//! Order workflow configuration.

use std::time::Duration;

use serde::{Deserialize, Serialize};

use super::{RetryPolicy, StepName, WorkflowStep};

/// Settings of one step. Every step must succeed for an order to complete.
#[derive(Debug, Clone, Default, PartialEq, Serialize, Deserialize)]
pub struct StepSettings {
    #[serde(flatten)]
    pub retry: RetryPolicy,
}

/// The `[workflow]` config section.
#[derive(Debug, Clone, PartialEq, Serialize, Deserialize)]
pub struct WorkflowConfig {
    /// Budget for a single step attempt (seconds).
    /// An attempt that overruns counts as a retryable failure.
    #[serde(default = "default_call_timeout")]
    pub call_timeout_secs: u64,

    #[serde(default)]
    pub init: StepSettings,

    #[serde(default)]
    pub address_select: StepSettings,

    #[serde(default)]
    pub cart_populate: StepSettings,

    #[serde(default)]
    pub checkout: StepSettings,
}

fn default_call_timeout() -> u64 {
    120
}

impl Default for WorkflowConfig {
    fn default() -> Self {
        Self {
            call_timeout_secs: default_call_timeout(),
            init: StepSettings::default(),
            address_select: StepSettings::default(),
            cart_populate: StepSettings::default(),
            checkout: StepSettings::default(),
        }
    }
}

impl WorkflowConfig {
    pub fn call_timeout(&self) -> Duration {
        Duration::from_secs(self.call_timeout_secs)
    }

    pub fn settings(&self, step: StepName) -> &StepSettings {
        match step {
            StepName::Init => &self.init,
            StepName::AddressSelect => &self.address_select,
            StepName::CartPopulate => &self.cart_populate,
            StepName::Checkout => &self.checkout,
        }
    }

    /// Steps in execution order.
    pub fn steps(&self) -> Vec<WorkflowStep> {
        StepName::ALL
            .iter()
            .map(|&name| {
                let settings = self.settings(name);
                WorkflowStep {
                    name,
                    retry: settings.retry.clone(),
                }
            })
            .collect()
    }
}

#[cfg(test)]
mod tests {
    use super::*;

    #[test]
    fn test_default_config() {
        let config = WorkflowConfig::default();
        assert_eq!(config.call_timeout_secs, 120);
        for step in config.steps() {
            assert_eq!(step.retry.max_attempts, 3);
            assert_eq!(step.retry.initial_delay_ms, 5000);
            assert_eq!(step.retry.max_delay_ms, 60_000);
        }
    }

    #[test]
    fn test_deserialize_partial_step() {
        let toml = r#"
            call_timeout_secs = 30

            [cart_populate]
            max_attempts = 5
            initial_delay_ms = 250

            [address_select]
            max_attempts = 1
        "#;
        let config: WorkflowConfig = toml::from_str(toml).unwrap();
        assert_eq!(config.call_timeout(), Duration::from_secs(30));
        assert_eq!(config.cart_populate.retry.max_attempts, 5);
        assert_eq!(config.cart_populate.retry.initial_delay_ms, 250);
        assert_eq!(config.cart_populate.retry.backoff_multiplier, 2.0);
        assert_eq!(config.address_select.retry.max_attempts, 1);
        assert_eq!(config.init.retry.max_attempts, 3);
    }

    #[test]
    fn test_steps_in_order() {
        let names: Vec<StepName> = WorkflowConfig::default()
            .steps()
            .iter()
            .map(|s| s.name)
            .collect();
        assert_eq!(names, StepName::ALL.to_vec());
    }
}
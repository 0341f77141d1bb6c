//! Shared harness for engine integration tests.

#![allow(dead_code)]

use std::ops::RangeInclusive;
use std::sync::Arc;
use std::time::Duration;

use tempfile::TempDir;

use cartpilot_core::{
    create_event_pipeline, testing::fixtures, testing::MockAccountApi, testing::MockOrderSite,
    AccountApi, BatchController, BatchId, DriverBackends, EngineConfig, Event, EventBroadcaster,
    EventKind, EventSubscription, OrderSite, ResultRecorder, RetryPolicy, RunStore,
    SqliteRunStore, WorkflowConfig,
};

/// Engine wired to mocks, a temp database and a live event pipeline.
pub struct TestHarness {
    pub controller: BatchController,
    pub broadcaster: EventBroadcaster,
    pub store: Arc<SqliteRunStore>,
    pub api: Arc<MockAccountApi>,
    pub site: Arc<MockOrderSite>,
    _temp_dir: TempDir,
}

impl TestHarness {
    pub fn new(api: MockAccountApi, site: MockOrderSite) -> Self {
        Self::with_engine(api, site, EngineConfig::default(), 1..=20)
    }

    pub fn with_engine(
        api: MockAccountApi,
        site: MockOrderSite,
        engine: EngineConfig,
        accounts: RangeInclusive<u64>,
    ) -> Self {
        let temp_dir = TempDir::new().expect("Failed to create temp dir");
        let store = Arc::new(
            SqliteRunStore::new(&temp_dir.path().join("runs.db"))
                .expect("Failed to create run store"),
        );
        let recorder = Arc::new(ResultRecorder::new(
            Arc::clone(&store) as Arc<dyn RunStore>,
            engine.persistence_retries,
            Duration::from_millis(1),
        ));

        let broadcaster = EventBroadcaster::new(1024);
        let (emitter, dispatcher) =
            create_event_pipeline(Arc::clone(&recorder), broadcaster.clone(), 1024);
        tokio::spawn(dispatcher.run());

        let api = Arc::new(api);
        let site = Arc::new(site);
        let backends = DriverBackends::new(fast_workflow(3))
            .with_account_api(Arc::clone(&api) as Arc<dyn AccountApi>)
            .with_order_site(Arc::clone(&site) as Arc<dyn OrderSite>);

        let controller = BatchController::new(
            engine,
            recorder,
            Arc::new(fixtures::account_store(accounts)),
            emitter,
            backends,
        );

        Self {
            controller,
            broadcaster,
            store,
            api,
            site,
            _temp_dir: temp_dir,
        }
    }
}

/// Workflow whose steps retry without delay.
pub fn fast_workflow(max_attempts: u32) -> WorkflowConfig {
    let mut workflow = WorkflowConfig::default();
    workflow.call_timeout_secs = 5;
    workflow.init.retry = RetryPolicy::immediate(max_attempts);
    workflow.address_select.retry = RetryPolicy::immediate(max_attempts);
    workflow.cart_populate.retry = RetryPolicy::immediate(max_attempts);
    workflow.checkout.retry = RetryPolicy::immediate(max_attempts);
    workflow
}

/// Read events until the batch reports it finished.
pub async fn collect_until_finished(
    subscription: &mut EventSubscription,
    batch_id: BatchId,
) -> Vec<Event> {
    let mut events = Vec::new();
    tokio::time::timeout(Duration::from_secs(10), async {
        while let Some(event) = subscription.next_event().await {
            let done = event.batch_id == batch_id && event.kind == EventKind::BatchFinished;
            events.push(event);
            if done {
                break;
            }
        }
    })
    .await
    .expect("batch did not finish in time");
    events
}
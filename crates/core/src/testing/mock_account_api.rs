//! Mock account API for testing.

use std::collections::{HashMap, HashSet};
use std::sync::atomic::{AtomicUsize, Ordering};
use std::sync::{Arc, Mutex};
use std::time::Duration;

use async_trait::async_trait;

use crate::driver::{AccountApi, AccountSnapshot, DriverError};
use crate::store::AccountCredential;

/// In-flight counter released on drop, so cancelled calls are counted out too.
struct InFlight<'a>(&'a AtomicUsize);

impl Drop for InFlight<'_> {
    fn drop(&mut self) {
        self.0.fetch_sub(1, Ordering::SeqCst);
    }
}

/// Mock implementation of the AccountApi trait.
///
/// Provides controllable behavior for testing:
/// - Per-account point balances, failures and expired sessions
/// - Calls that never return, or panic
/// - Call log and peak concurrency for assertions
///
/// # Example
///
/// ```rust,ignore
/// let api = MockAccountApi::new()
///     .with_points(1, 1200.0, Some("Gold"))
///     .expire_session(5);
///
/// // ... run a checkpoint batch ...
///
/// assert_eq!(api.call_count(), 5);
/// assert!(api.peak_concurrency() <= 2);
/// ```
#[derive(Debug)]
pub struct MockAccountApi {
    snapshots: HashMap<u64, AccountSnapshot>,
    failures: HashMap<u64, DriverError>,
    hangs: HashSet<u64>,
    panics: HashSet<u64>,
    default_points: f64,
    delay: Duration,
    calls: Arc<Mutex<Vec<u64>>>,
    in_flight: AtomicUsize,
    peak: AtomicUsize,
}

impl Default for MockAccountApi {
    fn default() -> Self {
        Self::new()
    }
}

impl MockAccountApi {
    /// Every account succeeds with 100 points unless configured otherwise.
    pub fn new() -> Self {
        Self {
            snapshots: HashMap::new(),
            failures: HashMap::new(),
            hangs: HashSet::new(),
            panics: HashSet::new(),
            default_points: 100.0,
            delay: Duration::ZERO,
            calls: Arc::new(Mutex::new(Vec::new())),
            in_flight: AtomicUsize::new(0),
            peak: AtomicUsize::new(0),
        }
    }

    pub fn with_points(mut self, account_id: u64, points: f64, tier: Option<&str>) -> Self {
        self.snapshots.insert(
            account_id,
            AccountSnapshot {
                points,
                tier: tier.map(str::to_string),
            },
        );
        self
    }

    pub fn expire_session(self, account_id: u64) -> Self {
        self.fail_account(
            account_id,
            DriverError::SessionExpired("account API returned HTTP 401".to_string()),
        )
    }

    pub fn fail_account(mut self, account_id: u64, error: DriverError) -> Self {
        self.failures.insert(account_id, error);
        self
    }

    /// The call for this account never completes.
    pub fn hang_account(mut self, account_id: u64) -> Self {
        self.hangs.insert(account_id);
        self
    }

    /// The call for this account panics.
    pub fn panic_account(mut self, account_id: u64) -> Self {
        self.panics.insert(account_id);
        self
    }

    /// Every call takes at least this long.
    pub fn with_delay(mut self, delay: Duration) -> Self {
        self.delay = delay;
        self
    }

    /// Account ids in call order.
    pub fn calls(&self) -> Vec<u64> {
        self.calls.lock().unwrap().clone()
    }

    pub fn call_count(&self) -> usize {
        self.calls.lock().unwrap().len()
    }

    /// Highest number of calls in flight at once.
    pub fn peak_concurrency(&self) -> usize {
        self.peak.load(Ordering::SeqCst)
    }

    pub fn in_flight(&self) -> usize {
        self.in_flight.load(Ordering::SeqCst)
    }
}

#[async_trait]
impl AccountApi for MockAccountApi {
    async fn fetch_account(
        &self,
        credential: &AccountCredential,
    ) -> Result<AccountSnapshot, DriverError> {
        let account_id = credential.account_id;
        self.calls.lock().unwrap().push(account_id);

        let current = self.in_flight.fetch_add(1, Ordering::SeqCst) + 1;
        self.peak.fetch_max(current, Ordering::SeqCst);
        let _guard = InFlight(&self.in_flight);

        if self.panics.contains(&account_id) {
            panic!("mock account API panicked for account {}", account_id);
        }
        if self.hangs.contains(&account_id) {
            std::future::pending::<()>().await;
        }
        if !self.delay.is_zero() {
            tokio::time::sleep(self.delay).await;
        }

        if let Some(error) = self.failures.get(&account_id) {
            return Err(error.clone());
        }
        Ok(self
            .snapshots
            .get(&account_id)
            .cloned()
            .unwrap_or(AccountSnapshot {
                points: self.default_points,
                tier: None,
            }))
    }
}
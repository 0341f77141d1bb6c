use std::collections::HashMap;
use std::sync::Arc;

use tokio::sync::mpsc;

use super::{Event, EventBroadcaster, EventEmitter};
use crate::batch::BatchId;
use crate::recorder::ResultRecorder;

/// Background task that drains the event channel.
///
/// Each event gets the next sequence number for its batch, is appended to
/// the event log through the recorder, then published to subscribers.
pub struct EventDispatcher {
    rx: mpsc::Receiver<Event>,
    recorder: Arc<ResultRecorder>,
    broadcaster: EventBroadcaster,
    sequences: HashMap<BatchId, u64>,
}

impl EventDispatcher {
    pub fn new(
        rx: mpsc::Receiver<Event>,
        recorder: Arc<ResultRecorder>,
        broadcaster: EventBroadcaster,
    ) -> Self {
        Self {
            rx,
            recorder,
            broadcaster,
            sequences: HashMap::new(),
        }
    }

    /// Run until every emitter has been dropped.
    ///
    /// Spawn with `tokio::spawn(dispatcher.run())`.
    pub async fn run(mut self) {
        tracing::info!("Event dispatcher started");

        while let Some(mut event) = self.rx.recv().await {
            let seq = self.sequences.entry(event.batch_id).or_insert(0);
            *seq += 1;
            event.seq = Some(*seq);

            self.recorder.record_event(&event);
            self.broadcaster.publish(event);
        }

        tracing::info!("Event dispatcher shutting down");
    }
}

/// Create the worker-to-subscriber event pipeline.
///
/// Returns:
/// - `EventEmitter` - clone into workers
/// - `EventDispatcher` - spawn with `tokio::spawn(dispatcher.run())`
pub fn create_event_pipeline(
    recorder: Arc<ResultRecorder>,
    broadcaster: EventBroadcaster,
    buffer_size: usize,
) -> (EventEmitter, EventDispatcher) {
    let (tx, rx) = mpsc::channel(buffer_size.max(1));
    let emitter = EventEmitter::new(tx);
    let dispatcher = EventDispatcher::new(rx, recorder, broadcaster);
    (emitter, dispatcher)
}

⁂

Lines with "DriverError" in the listing above: count them and give the total, nothing else.

Exercise solution
5